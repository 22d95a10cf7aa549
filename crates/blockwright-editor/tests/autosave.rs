// SPDX-License-Identifier: AGPL-3.0-or-later
//! Auto-save timing through the editor

mod common;

use blockwright_core::Field;
use blockwright_editor::config::AutosaveConfig;
use blockwright_editor::{EditorConfig, TimerFire};
use blockwright_store::MemoryStore;
use chrono::Duration;
use common::{configured_editor, editor, editor_with, CountingStore, ScriptedConfirm};
use pretty_assertions::assert_eq;

#[test]
fn three_quick_edits_save_once() {
    let (mut editor, clock) = editor();

    editor.edit(Field::Body, "one").unwrap();
    assert!(editor.tick().is_empty());
    clock.advance(Duration::milliseconds(500));
    editor.edit(Field::Body, "one two").unwrap();
    assert!(editor.tick().is_empty());
    clock.advance(Duration::milliseconds(500));
    editor.edit(Field::Body, "one two three").unwrap();
    assert!(editor.tick().is_empty());

    clock.advance(Duration::milliseconds(1999));
    assert!(editor.tick().is_empty());
    clock.advance(Duration::milliseconds(1));
    assert_eq!(editor.tick(), vec![TimerFire::Debounce]);

    clock.advance(Duration::seconds(5));
    editor.tick();

    assert_eq!(editor.drafts().inner().draft_writes, 1);
    let draft = editor.drafts().load_draft().unwrap().unwrap();
    assert_eq!(draft.document.body, "one two three");
    assert_eq!(draft.document.word_count, 3);
    assert_eq!(draft.saved_at, Some(common::t0() + Duration::seconds(3)));
    assert!(!editor.model().is_dirty());
}

#[test]
fn debounce_skips_empty_document() {
    let (mut editor, clock) = editor();
    editor.edit(Field::Character, "Anica").unwrap();
    clock.advance(Duration::seconds(2));
    assert_eq!(editor.tick(), vec![TimerFire::Debounce]);
    assert_eq!(editor.drafts().inner().draft_writes, 0);
}

#[test]
fn periodic_saves_only_dirty_content() {
    let (mut editor, clock) = editor();
    editor.edit(Field::Title, "Launch").unwrap();
    clock.advance(Duration::seconds(2));
    editor.tick();
    assert_eq!(editor.drafts().inner().draft_writes, 1);

    // A change that bypassed the debounce is still picked up periodically
    editor
        .model_mut()
        .set_field(Field::Body, "late change")
        .unwrap();
    clock.advance(Duration::seconds(28));
    assert_eq!(editor.tick(), vec![TimerFire::Periodic]);
    assert_eq!(editor.drafts().inner().draft_writes, 2);

    clock.advance(Duration::seconds(30));
    assert_eq!(editor.tick(), vec![TimerFire::Periodic]);
    assert_eq!(editor.drafts().inner().draft_writes, 2);
}

#[test]
fn storage_failure_is_quiet() {
    let (mut editor, clock) = editor_with(MemoryStore::with_quota(32));
    editor
        .edit(Field::Body, "far too much text for such a small quota")
        .unwrap();
    clock.advance(Duration::seconds(2));
    editor.tick();

    assert!(editor.last_autosave().is_none());
    assert!(editor.notifier().0.is_empty());
    assert!(editor.model().is_dirty());

    editor.edit(Field::Title, "still editing").unwrap();
    assert_eq!(editor.document().title, "still editing");
}

#[test]
fn before_unload_saves_unsaved_content() {
    let (mut editor, _clock) = editor();
    assert!(!editor.before_unload());

    editor.edit(Field::Body, "unsaved").unwrap();
    assert!(editor.before_unload());
    assert_eq!(editor.drafts().inner().draft_writes, 1);
    assert!(!editor.before_unload());
}

#[test]
fn fault_recovery_saves_and_notifies() {
    let (mut editor, _clock) = editor();
    editor.edit(Field::Body, "keep me").unwrap();

    let fault = std::io::Error::other("renderer crashed");
    editor.recover_from_fault(&fault);

    assert_eq!(editor.drafts().inner().draft_writes, 1);
    assert_eq!(
        editor.notifier().errors(),
        vec![blockwright_editor::editor::FAULT_NOTICE]
    );
}

#[test]
fn explicit_save_satisfies_periodic_timer() {
    let (mut editor, clock) = editor();
    editor.edit(Field::Title, "Launch").unwrap();
    editor.edit(Field::Character, "Anica").unwrap();
    editor.edit(Field::Category, "Blog Posts").unwrap();
    editor
        .model_mut()
        .set_field(Field::Body, "ready to go")
        .unwrap();

    tokio_test::block_on(editor.save(None)).unwrap();
    assert!(!editor.model().is_dirty());

    // The pending debounce still saves a draft; the periodic timer finds nothing new
    clock.advance(Duration::seconds(30));
    assert_eq!(
        editor.tick(),
        vec![TimerFire::Debounce, TimerFire::Periodic]
    );
    assert_eq!(editor.drafts().inner().draft_writes, 1);
}

#[test]
fn zero_periods_from_code_still_tick() {
    let config = EditorConfig {
        autosave: AutosaveConfig {
            debounce_ms: 0,
            interval_ms: 0,
            draft_max_age_hours: 24,
        },
        ..EditorConfig::default()
    };
    let (mut editor, clock) = configured_editor(CountingStore::default(), config);
    editor.edit(Field::Body, "quick").unwrap();

    clock.advance(Duration::seconds(1));
    assert_eq!(
        editor.tick(),
        vec![TimerFire::Debounce, TimerFire::Periodic]
    );
    assert_eq!(editor.drafts().inner().draft_writes, 1);
}

#[test]
fn unbounded_autosave_values_do_not_overflow() {
    let config = EditorConfig {
        autosave: AutosaveConfig {
            debounce_ms: u64::MAX,
            interval_ms: 18_000_000_000_000_000,
            draft_max_age_hours: 4_000_000_000,
        },
        ..EditorConfig::default()
    };
    let mut drafts = blockwright_store::DraftStore::new(CountingStore::default());
    let old = blockwright_core::Document {
        body: "from long ago".to_string(),
        ..blockwright_core::Document::default()
    };
    drafts.save_draft(&old, common::t0() - Duration::days(3650)).unwrap();

    let (mut editor, clock) = configured_editor(drafts.into_inner(), config);
    assert!(editor.start(&mut ScriptedConfirm::answering(true)));
    assert_eq!(editor.document().body, "from long ago");

    editor.edit(Field::Body, "still here").unwrap();
    clock.advance(Duration::days(365));
    assert!(editor.tick().is_empty());
}
// SPDX-License-Identifier: AGPL-3.0-or-later
//! In-memory store with an optional byte quota

use std::collections::HashMap;

use crate::{KeyValueStore, Result, StoreError};

#[derive(Debug, Clone, Default)]
pub struct MemoryStore {
    entries: HashMap<String, String>,
    quota: Option<usize>,
}

impl MemoryStore {
    pub fn new() -> Self {
        Self::default()
    }

    /// Reject writes once keys plus values would exceed `bytes`
    pub fn with_quota(bytes: usize) -> Self {
        Self {
            entries: HashMap::new(),
            quota: Some(bytes),
        }
    }

    pub fn len(&self) -> usize {
        self.entries.len()
    }

    pub fn is_empty(&self) -> bool {
        self.entries.is_empty()
    }

    fn used_bytes_without(&self, key: &str) -> usize {
        self.entries
            .iter()
            .filter(|(k, _)| k.as_str() != key)
            .map(|(k, v)| k.len() + v.len())
            .sum()
    }
}

impl KeyValueStore for MemoryStore {
    fn get(&self, key: &str) -> Result<Option<String>> {
        Ok(self.entries.get(key).cloned())
    }

    fn set(&mut self, key: &str, value: &str) -> Result<()> {
        if let Some(quota) = self.quota {
            let available = quota.saturating_sub(self.used_bytes_without(key));
            let needed = key.len() + value.len();
            if needed > available {
                return Err(StoreError::QuotaExceeded { needed, available });
            }
        }
        self.entries.insert(key.to_string(), value.to_string());
        Ok(())
    }

    fn remove(&mut self, key: &str) -> Result<()> {
        self.entries.remove(key);
        Ok(())
    }
}

#[cfg(test)]
mod tests {
    use super::*;

    #[test]
    fn test_set_get_remove() {
        let mut store = MemoryStore::new();
        store.set("a", "1").unwrap();
        assert_eq!(store.get("a").unwrap().as_deref(), Some("1"));
        store.remove("a").unwrap();
        assert_eq!(store.get("a").unwrap(), None);
        store.remove("a").unwrap();
    }

    #[test]
    fn test_quota() {
        let mut store = MemoryStore::with_quota(10);
        store.set("key", "1234").unwrap();
        // Overwriting the same key only counts the new value
        store.set("key", "1234567").unwrap();
        let err = store.set("other", "xxxxxx").unwrap_err();
        assert!(matches!(
            err,
            StoreError::QuotaExceeded {
                needed: 11,
                available: 0
            }
        ));
        assert_eq!(store.len(), 1);
    }
}
// SPDX-License-Identifier: AGPL-3.0-or-later
//! Live preview panel

use crate::document::Document;
use crate::formats::{escape_html, format_html};
use crate::traits::Result;

/// Render the preview panel: heading, metadata, rule, formatted body
pub fn render_preview(doc: &Document) -> Result<String> {
    let title = or_fallback(&doc.title, "Untitled Document");
    let character = or_fallback(&doc.character, "Not selected");
    let brand_voice = or_fallback(&doc.brand_voice, "Not selected");
    let category = or_fallback(doc.category_label(), "None");

    Ok(format!(
        "<h1>{title}</h1>\
         <div class=\"preview-meta\">\
         <p><strong>Character:</strong> {character}</p>\
         <p><strong>Brand Voice:</strong> {brand_voice}</p>\
         <p><strong>Template:</strong> {category}</p>\
         <p><strong>Status:</strong> {status}</p>\
         </div>\
         <hr>\
         {body}",
        status = doc.status,
        body = format_html(&doc.body)?,
    ))
}

fn or_fallback(value: &str, fallback: &str) -> String {
    if value.trim().is_empty() {
        fallback.to_string()
    } else {
        escape_html(value)
    }
}
// SPDX-License-Identifier: AGPL-3.0-or-later
//! Draft store: the editor's view of local persistence
//!
//! Key layout is fixed so drafts written by earlier sessions keep loading:
//! the latest auto-saved snapshot, the time it was written, the snapshot of
//! the last explicit save, the dark-mode preference and the chat hand-off.

use blockwright_core::{Document, Status};
use chrono::{DateTime, Duration, Utc};
use serde::{Deserialize, Serialize};

use crate::{KeyValueStore, Result};

pub const DRAFT_KEY: &str = "documentDraft";
pub const LAST_AUTO_SAVE_KEY: &str = "lastAutoSave";
pub const CURRENT_DOCUMENT_KEY: &str = "currentDocument";
pub const DARK_MODE_KEY: &str = "darkMode";
pub const CHAT_HANDOFF_KEY: &str = "editorChatData";

/// A draft as read back from storage
#[derive(Debug, Clone, PartialEq, Eq)]
pub struct StoredDraft {
    pub document: Document,
    /// Missing when the timestamp key was never written
    pub saved_at: Option<DateTime<Utc>>,
}

impl StoredDraft {
    /// True when the draft was saved no earlier than `max_age` before `now`
    ///
    /// A window reaching past the earliest representable instant covers
    /// every timestamp.
    pub fn is_recent(&self, now: DateTime<Utc>, max_age: Duration) -> bool {
        let Some(at) = self.saved_at else {
            return false;
        };
        now.checked_sub_signed(max_age)
            .map_or(true, |cutoff| at > cutoff)
    }
}

/// Document summary handed to the dashboard chat
#[derive(Debug, Clone, PartialEq, Eq, Serialize, Deserialize)]
#[serde(rename_all = "camelCase")]
pub struct ChatHandoff {
    pub source: String,
    pub document: HandoffDocument,
    pub timestamp: DateTime<Utc>,
}

#[derive(Debug, Clone, PartialEq, Eq, Serialize, Deserialize)]
#[serde(rename_all = "camelCase")]
pub struct HandoffDocument {
    pub title: String,
    pub character: String,
    pub brand_voice: String,
    pub template_type: String,
    pub word_count: usize,
    pub status: Status,
}

impl ChatHandoff {
    pub fn from_document(source: &str, doc: &Document, at: DateTime<Utc>) -> Self {
        Self {
            source: source.to_string(),
            document: HandoffDocument {
                title: doc.title.clone(),
                character: doc.character.clone(),
                brand_voice: doc.brand_voice.clone(),
                template_type: doc.category_label().to_string(),
                word_count: doc.word_count,
                status: doc.status,
            },
            timestamp: at,
        }
    }
}

/// Typed access to the editor's keys in a [`KeyValueStore`]
#[derive(Debug)]
pub struct DraftStore<S> {
    store: S,
}

impl<S: KeyValueStore> DraftStore<S> {
    pub fn new(store: S) -> Self {
        Self { store }
    }

    pub fn inner(&self) -> &S {
        &self.store
    }

    pub fn into_inner(self) -> S {
        self.store
    }

    /// Write the draft snapshot and its timestamp
    pub fn save_draft(&mut self, doc: &Document, at: DateTime<Utc>) -> Result<()> {
        let json = serde_json::to_string(doc)?;
        self.store.set(DRAFT_KEY, &json)?;
        self.store.set(LAST_AUTO_SAVE_KEY, &at.to_rfc3339())?;
        tracing::debug!(bytes = json.len(), "draft saved");
        Ok(())
    }

    pub fn load_draft(&self) -> Result<Option<StoredDraft>> {
        let Some(json) = self.store.get(DRAFT_KEY)? else {
            return Ok(None);
        };
        let document: Document = serde_json::from_str(&json)?;
        let saved_at = match self.store.get(LAST_AUTO_SAVE_KEY)? {
            Some(raw) => Some(DateTime::parse_from_rfc3339(raw.trim())?.with_timezone(&Utc)),
            None => None,
        };
        Ok(Some(StoredDraft { document, saved_at }))
    }

    /// The stored draft, if it was saved within `max_age` of `now`
    pub fn recent_draft(&self, now: DateTime<Utc>, max_age: Duration) -> Result<Option<Document>> {
        Ok(self
            .load_draft()?
            .filter(|draft| draft.is_recent(now, max_age))
            .map(|draft| draft.document))
    }

    /// Write the finalized snapshot of an explicit save
    pub fn save_current(&mut self, doc: &Document) -> Result<()> {
        let json = serde_json::to_string(doc)?;
        self.store.set(CURRENT_DOCUMENT_KEY, &json)
    }

    pub fn load_current(&self) -> Result<Option<Document>> {
        self.store
            .get(CURRENT_DOCUMENT_KEY)?
            .map(|json| serde_json::from_str(&json))
            .transpose()
            .map_err(Into::into)
    }

    pub fn dark_mode(&self) -> Result<bool> {
        Ok(self.store.get(DARK_MODE_KEY)?.as_deref() == Some("true"))
    }

    pub fn set_dark_mode(&mut self, enabled: bool) -> Result<()> {
        self.store
            .set(DARK_MODE_KEY, if enabled { "true" } else { "false" })
    }

    pub fn save_handoff(&mut self, handoff: &ChatHandoff) -> Result<()> {
        let json = serde_json::to_string(handoff)?;
        self.store.set(CHAT_HANDOFF_KEY, &json)
    }
}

**EXERCISE DETAILS**: In the material above, how many lines hold the word "DateTime"? Say only the number.

**RESPONSE**: 8